Every supporter going to Qatar will need to install a tracking app on their phones to gain entry. It is meant to act as a Covid-19 passport, featuring vaccination status and proof of a negative test, but for the few Iranians who will make the trip there is paranoia about it being surreptitiously used to monitor their whereabouts at all times.
Listening to Sara explain the shocking reality of life for a woman in Iran, it is hard not to ask fresh questions of FIFA’s insistence that this is a game for everyone.
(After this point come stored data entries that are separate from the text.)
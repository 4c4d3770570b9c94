//! Outbound adapters: PostgreSQL persistence and the external
//! collaborators (geocoder, SMTP, photo storage).

pub mod geocode;
pub mod mail;
pub mod persistence;
pub mod photos;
How could it be when Infantino is unwilling to act against a federation that discriminates against half the population?
The focus has become far more intense following the death in police custody of Amini, whose death has led to sustained protests across most of the country and an estimated 130 demonstrators being killed.
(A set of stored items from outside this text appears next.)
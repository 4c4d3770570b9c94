//! Server construction: configuration, migrations, state wiring, and the
//! Actix listener.

mod config;

pub use config::ServerConfig;

use std::net::SocketAddr;
use std::sync::Arc;

use actix_web::dev::Server;
use actix_web::{web, App, HttpServer};
use diesel::{Connection, PgConnection};
use diesel_migrations::{embed_migrations, EmbeddedMigrations, MigrationHarness};
#[cfg(debug_assertions)]
use utoipa::OpenApi;
#[cfg(debug_assertions)]
use utoipa_swagger_ui::SwaggerUi;

use backend::domain::auth::TokenService;
use backend::domain::ports::{BootcampRepository, UserRepository};
use backend::domain::services::{
    AccountService, BootcampService, CourseService, ReviewService, UserService,
};
#[cfg(debug_assertions)]
use backend::doc::ApiDoc;
use backend::inbound::http::state::HttpState;
use backend::inbound::http::configure_api;
use backend::outbound::geocode::NominatimGeocoder;
use backend::outbound::mail::{SmtpConfig, SmtpMailer};
use backend::outbound::persistence::{
    DbPool, DieselBootcampRepository, DieselCourseRepository, DieselReviewRepository,
    DieselUserRepository, PoolConfig,
};
use backend::outbound::photos::LocalPhotoStore;

const MIGRATIONS: EmbeddedMigrations = embed_migrations!();

/// Apply pending migrations over a blocking connection.
///
/// # Errors
///
/// Propagates connection and migration failures as [`std::io::Error`].
pub async fn run_migrations(database_url: &str) -> std::io::Result<()> {
    let database_url = database_url.to_owned();
    tokio::task::spawn_blocking(move || {
        let mut conn = PgConnection::establish(&database_url)
            .map_err(|err| std::io::Error::other(format!("database connection failed: {err}")))?;
        conn.run_pending_migrations(MIGRATIONS)
            .map_err(|err| std::io::Error::other(format!("migrations failed: {err}")))?;
        Ok(())
    })
    .await
    .map_err(|err| std::io::Error::other(format!("migration task failed: {err}")))?
}

/// Wire the production adapters into the handler state bundle.
///
/// # Errors
///
/// Returns [`std::io::Error`] when the pool, geocoder client, or mailer
/// cannot be constructed.
pub async fn build_state(config: &ServerConfig) -> std::io::Result<HttpState> {
    let pool = DbPool::new(
        PoolConfig::new(config.database_url.clone()).with_max_size(config.db_pool_size),
    )
    .await
    .map_err(std::io::Error::other)?;

    let users: Arc<dyn UserRepository> = Arc::new(DieselUserRepository::new(pool.clone()));
    let bootcamps: Arc<dyn BootcampRepository> =
        Arc::new(DieselBootcampRepository::new(pool.clone()));
    let courses = Arc::new(DieselCourseRepository::new(pool.clone()));
    let reviews = Arc::new(DieselReviewRepository::new(pool));

    let geocoder = Arc::new(
        NominatimGeocoder::new(config.geocoder_endpoint.clone(), &config.geocoder_user_agent)
            .map_err(std::io::Error::other)?,
    );
    let mailer = Arc::new(
        SmtpMailer::new(SmtpConfig {
            host: config.smtp_host.clone(),
            port: config.smtp_port,
            credentials: config.smtp_credentials(),
            from: config.from_email.clone(),
        })
        .map_err(std::io::Error::other)?,
    );
    let photos = Arc::new(LocalPhotoStore::new(config.upload_dir.clone()));
    let tokens = TokenService::new(config.jwt_secret.as_bytes());

    Ok(HttpState {
        account: AccountService::new(
            users.clone(),
            tokens,
            mailer,
            config.public_url.clone(),
        ),
        bootcamps: BootcampService::new(
            bootcamps.clone(),
            geocoder,
            photos,
            config.max_file_upload,
        ),
        courses: CourseService::new(courses, bootcamps.clone()),
        reviews: ReviewService::new(reviews, bootcamps),
        users: UserService::new(users),
        cookie_secure: config.cookie_secure,
    })
}

/// Construct the Actix HTTP server.
///
/// # Errors
///
/// Propagates [`std::io::Error`] when binding the socket fails.
pub fn create_server(state: HttpState, bind_addr: SocketAddr) -> std::io::Result<Server> {
    let state = web::Data::new(state);
    let server = HttpServer::new(move || {
        let app = App::new().app_data(state.clone()).configure(configure_api);

        #[cfg(debug_assertions)]
        let app =
            app.service(SwaggerUi::new("/docs").url("/api-docs/openapi.json", ApiDoc::openapi()));
        #[cfg(not(debug_assertions))]
        let app = app;

        app
    })
    .bind(bind_addr)?
    .run();
    Ok(server)
}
But the non-reaction of national team players has turned many of their own fans against them. It took more than two weeks following the death of Amini for any player to speak out and when the forward Sardar Azmoun wrote “Long live Iranian women'' on his Instagram page he swiftly deleted the post – allegedly after warnings from officials – and apologised.
Then there was the curious case of their friendly against Senegal in Austria. When the national anthem was played the Iran players stood wearing black jackets that covered the badge on their shirts. It was immediately framed as a brave show of solidarity with the protestors but, Sara says, that is not true.
“It’s a PR story that was copy and pasted by western media,” she says. “That was funny for us in Iran. They didn’t have any other jackets. It was their only jacket. It wasn’t a protest.”
The view of many protestors is that the team is the regime’s and the players are unwilling to step out of line even if their status offers some protection. Four days before the Senegal game they had a birthday party after beating Uruguay 1-0, which was seen as a huge act of disrespect while their homeland tore itself apart.
“People don’t want them to protest, they want them to just show solidarity,” Sara says. “If you go and protest on the street you’ll be treated the same as other people. But what made people hurt is they didn’t write a word on social media for 15 days. There was no reaction, even online. That hurt people. Players have some immunity, they are big names.”
Sara has seen morsels of progress in the past only for the status quo to resume. That 2019 game against Cambodia signalled hope even if there was always a sense of it being another PR exercise.
It happened following the death of the Blue Girl, an Esteghlal fan who set herself on fire outside a Tehran courthouse, and renewed pressure on FIFA, who then leant on the Iranian federation. But a rise in civil unrest, the shooting down of a passenger plane in January 2020 and the pandemic stalled hopes of further improvements.
When a group of women (2,000 had been given tickets) attempted to watch the fixture with Lebanon in the ultra conservative city of Mashhad in March of this year video footage showed them being brutally attacked by police when trying to gain entry. Open Stadiums had written a warning to FIFA in advance of the game; they received no reply. After the event FIFA asked the Iranian federation to explain what happened. It is unclear whether a response was received.
This August a group of women were hand-selected to attend a first league game, between Esteghlal and Mes Kerman, since 1979 but the latest uprising is another roadblock to equality.
Even on those rare occasions women are allowed to attend, in small numbers and segregated from men, Sara says they are pre-picked by officials and not members of the general public.
So when Harry Kane and the other captains of European qualifiers walk out with their One Love armbands – a gesture so inoffensive that it is offensive to those it purports to support – in stadiums where thousands of underpaid migrant workers perished, Sara and many other Iranian women watching from a distance may be forgiven for laughing at the absurdity of it all.